N.C. Gen. Stat. § 20-279.21(b)(4) (Cum. Supp. 1997) provides that an owner’s policy of liability insurance “[s]hall. . . provide [UIM] coverage, to be used only with a policy that is written at limits that exceed those prescribed by subdivision (2) of this section and that afford uninsured motorist coverage as provided by subdivision (3) of this subsection....” All parties agree that the Strange policy afforded uninsured motorist [UM] coverage. The question before this Court is whether the Strange policy was written at limits which exceed the minimum limits stated in N.C. Gen. Stat. § 20-179.21(b)(2) of “twenty-five thousand dollars ($25,000) because of bodily injury to or death of one person in any one accident and, subject to said limit for one person, fifty thousand dollars ($50,000) because of bodily injury to or death of two or more persons in any one accident, and fifteen thousand dollars ($15,000) because of injury to or destruction of property of others in any one accident. . . .”

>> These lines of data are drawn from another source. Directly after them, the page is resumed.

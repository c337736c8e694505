//! Storefront configuration loaded from environment variables.
//!
//! # Environment Variables
//!
//! All variables are optional.
//!
//! - `MARKETSTALL_HOST` - Bind address (default: 127.0.0.1)
//! - `MARKETSTALL_PORT` - Listen port (default: 3000)
//! - `MARKETSTALL_BASE_URL` - Public URL (default: <http://localhost:3000>)
//! - `MARKETSTALL_SEED_FILE` - YAML seed file (default: built-in demo businesses)
//! - `MARKETSTALL_VIEW_CACHE_TTL_SECS` - Effective view cache TTL (default: 300)
//! - `MARKETSTALL_VIEW_CACHE_CAPACITY` - Effective view cache size (default: 1000)
//! - `SENTRY_DSN` - Sentry error tracking DSN
//! - `SENTRY_ENVIRONMENT` - Sentry environment name
//! - `SENTRY_SAMPLE_RATE` - Error event sample rate (default: 1.0)
//! - `SENTRY_TRACES_SAMPLE_RATE` - Performance trace sample rate (default: 0.1)

use std::net::{IpAddr, SocketAddr};
use std::path::PathBuf;
use std::str::FromStr;
use std::time::Duration;

use thiserror::Error;

/// Configuration errors that can occur during loading.
#[derive(Debug, Error)]
pub enum ConfigError {
    #[error("Invalid environment variable {0}: {1}")]
    InvalidEnvVar(String, String),
}

/// Storefront application configuration.
#[derive(Debug, Clone)]
pub struct StorefrontConfig {
    /// IP address to bind the server to
    pub host: IpAddr,
    /// Port to listen on
    pub port: u16,
    /// Public base URL for the storefront
    pub base_url: String,
    /// Seed file for the business registry
    pub seed_file: Option<PathBuf>,
    /// Effective view cache settings
    pub view_cache: ViewCacheConfig,
    /// Sentry DSN for error tracking
    pub sentry_dsn: Option<String>,
    /// Sentry environment (e.g. "production", "staging")
    pub sentry_environment: Option<String>,
    /// Fraction of error events sent to Sentry
    pub sentry_sample_rate: f32,
    /// Fraction of transactions traced
    pub sentry_traces_sample_rate: f32,
}

/// Cache settings for resolved storefront views.
#[derive(Debug, Clone, Copy, PartialEq, Eq)]
pub struct ViewCacheConfig {
    /// How long a resolved view may be served before re-resolving
    pub ttl: Duration,
    /// Maximum number of cached views
    pub capacity: u64,
}

impl Default for ViewCacheConfig {
    fn default() -> Self {
        Self {
            ttl: Duration::from_secs(300),
            capacity: 1000,
        }
    }
}

impl Default for StorefrontConfig {
    fn default() -> Self {
        Self {
            host: IpAddr::from([127, 0, 0, 1]),
            port: 3000,
            base_url: "http://localhost:3000".to_string(),
            seed_file: None,
            view_cache: ViewCacheConfig::default(),
            sentry_dsn: None,
            sentry_environment: None,
            sentry_sample_rate: 1.0,
            sentry_traces_sample_rate: 0.1,
        }
    }
}

impl StorefrontConfig {
    /// Load configuration from environment variables.
    ///
    /// Calls `dotenvy::dotenv()` to load from `.env` file if present.
    ///
    /// # Errors
    ///
    /// Returns `ConfigError` if a variable is set but cannot be parsed.
    pub fn from_env() -> Result<Self, ConfigError> {
        // Load .env file if present (ignore errors if not found)
        let _ = dotenvy::dotenv();

        let host = parse_env_or_default::<IpAddr>("MARKETSTALL_HOST", "127.0.0.1")?;
        let port = parse_env_or_default::<u16>("MARKETSTALL_PORT", "3000")?;
        let base_url = get_env_or_default("MARKETSTALL_BASE_URL", "http://localhost:3000");
        if !(base_url.starts_with("http://") || base_url.starts_with("https://")) {
            return Err(ConfigError::InvalidEnvVar(
                "MARKETSTALL_BASE_URL".to_string(),
                "must start with http:// or https://".to_string(),
            ));
        }
        let seed_file = get_optional_env("MARKETSTALL_SEED_FILE").map(PathBuf::from);

        let ttl_secs = parse_env_or_default::<u64>("MARKETSTALL_VIEW_CACHE_TTL_SECS", "300")?;
        let capacity = parse_env_or_default::<u64>("MARKETSTALL_VIEW_CACHE_CAPACITY", "1000")?;

        let sentry_sample_rate = parse_rate("SENTRY_SAMPLE_RATE", "1.0")?;
        let sentry_traces_sample_rate = parse_rate("SENTRY_TRACES_SAMPLE_RATE", "0.1")?;

        Ok(Self {
            host,
            port,
            base_url,
            seed_file,
            view_cache: ViewCacheConfig {
                ttl: Duration::from_secs(ttl_secs),
                capacity,
            },
            sentry_dsn: get_optional_env("SENTRY_DSN"),
            sentry_environment: get_optional_env("SENTRY_ENVIRONMENT"),
            sentry_sample_rate,
            sentry_traces_sample_rate,
        })
    }

    /// Returns the socket address for binding the server.
    #[must_use]
    pub const fn socket_addr(&self) -> SocketAddr {
        SocketAddr::new(self.host, self.port)
    }

    /// Whether cookies should carry the `Secure` attribute.
    #[must_use]
    pub fn is_secure(&self) -> bool {
        self.base_url.starts_with("https://")
    }
}

// =============================================================================
// Helper Functions
// =============================================================================

/// Get an optional environment variable.
fn get_optional_env(key: &str) -> Option<String> {
    std::env::var(key).ok().filter(|v| !v.trim().is_empty())
}

/// Get an environment variable with a default value.
fn get_env_or_default(key: &str, default: &str) -> String {
    get_optional_env(key).unwrap_or_else(|| default.to_string())
}

/// Parse an environment variable, falling back to `default` when unset.
fn parse_env_or_default<T>(key: &str, default: &str) -> Result<T, ConfigError>
where
    T: FromStr,
    T::Err: std::fmt::Display,
{
    parse_value(key, &get_env_or_default(key, default))
}

fn parse_value<T>(key: &str, raw: &str) -> Result<T, ConfigError>
where
    T: FromStr,
    T::Err: std::fmt::Display,
{
    raw.trim()
        .parse::<T>()
        .map_err(|e| ConfigError::InvalidEnvVar(key.to_string(), e.to_string()))
}

/// Parse a sample rate, which must lie in `0.0..=1.0`.
fn parse_rate(key: &str, default: &str) -> Result<f32, ConfigError> {
    check_rate(key, parse_env_or_default::<f32>(key, default)?)
}

fn check_rate(key: &str, rate: f32) -> Result<f32, ConfigError> {
    if (0.0..=1.0).contains(&rate) {
        Ok(rate)
    } else {
        Err(ConfigError::InvalidEnvVar(
            key.to_string(),
            format!("must be between 0.0 and 1.0 (got {rate})"),
        ))
    }
}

Petitioners agree that their policy has the minimum limits for bodily injury liability, but contend that, because their property damage coverage is $25,000, they have more than a minimum liability policy and qualify for UIM coverage. Petitioners then argue that because they never specifically rejected UIM coverage on an approved form, they have UIM coverage as a matter of law in an amount equal to their UM coverage of $1,000,000. We disagree.

There is no language in the statute tying property damage coverage to the existence of UIM coverage. N.C. Gen. Stat. § 20-179.21(b)(4) provides in part that “[UIM] coverage is deemed to apply when, by reason of payment of judgment or settlement, all liability bonds or insurance policies providing coverage for bodily injury caused by the ownership, maintenance, or use of the underin-sured highway vehicle have been exhausted.” (Emphasis added). UIM coverage is to be in an amount “not to be less than the financial responsibility amounts for bodily injury liability as set forth in *229G.S. 20-279.5 . . . .” Id. (emphasis added). Furthermore, in Morgan v. State Farm Mut. Auto. Ins. Co., 129 N.C. App. 200, 497 S.E.2d 834, aff'd per curiam, 349 N.C. 288, 507 S.E.2d 38 (1998), as in the case sub judice, the policy in question had limits of $25,000/$50,000 for bodily injury and $25,000 for property damage. In pertinent part, this Court held that, “since the policy in question only provided the minimum statutory-required coverage of $25,000/$50,000, the policy was not required to provide UIM coverage under section 20-279.21(b)(4).” Id. at 205, 497 S.E.2d at 837.

We hold, therefore, that the requirement of N.C. Gen. Stat. § 20-279.21(b)(4) that UIM coverage be available when an automobile liability insurance policy has coverage exceeding the minimum limits refers to bodily injury coverage only, and does not apply if only the property damage limits exceed the minimum.

Although we have carefully considered all other arguments advanced by petitioners, we find them unpersuasive. The trial court correctly decided that there was no UIM coverage available to petitioners under the policy in question.

Affirmed.

Judges WYNN and EDMUNDS concur.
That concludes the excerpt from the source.